_Goal of the exercise_. Scan the entries below. Return every line that includes "static".

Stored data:

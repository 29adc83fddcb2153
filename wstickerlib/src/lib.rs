#![allow(clippy::tabs_in_doc_comments)]
#![warn(unreachable_pub)]
#![cfg_attr(all(doc, nightly), feature(doc_auto_cfg))]

//! Convert Telegram stickerpacks to stickerpacks, which can be imported by WhatsApp sticker apps.
//!
//! The usual flow is
//! [`tg::pack_url_to_name`] → [`tg::StickerPack::get`] → [`tg::resolve_file`] (per sticker) → [`whatsapp::build`].
//! [`import::convert`] drives all of these steps at once.

pub mod error;
pub mod image;
pub mod import;
pub mod slug;
pub mod tg;
pub mod whatsapp;

use once_cell::sync::OnceCell;

static CLIENT: OnceCell<reqwest::Client> = OnceCell::new();

/// Set the http client used for all requests to telegram.
///
/// Panics if a client was already set or if [`get_client`] was already called.
pub fn set_client(client: reqwest::Client) {
	if CLIENT.set(client).is_err() {
		panic!("reqwest client was already set")
	}
}

/// Return the http client, creating a default one on first use.
pub fn get_client() -> &'static reqwest::Client {
	CLIENT.get_or_init(reqwest::Client::new)
}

_Answer box_.
static CLIENT: OnceCell<reqwest::Client> = OnceCell::new();
pub fn get_client() -> &'static reqwest::Client {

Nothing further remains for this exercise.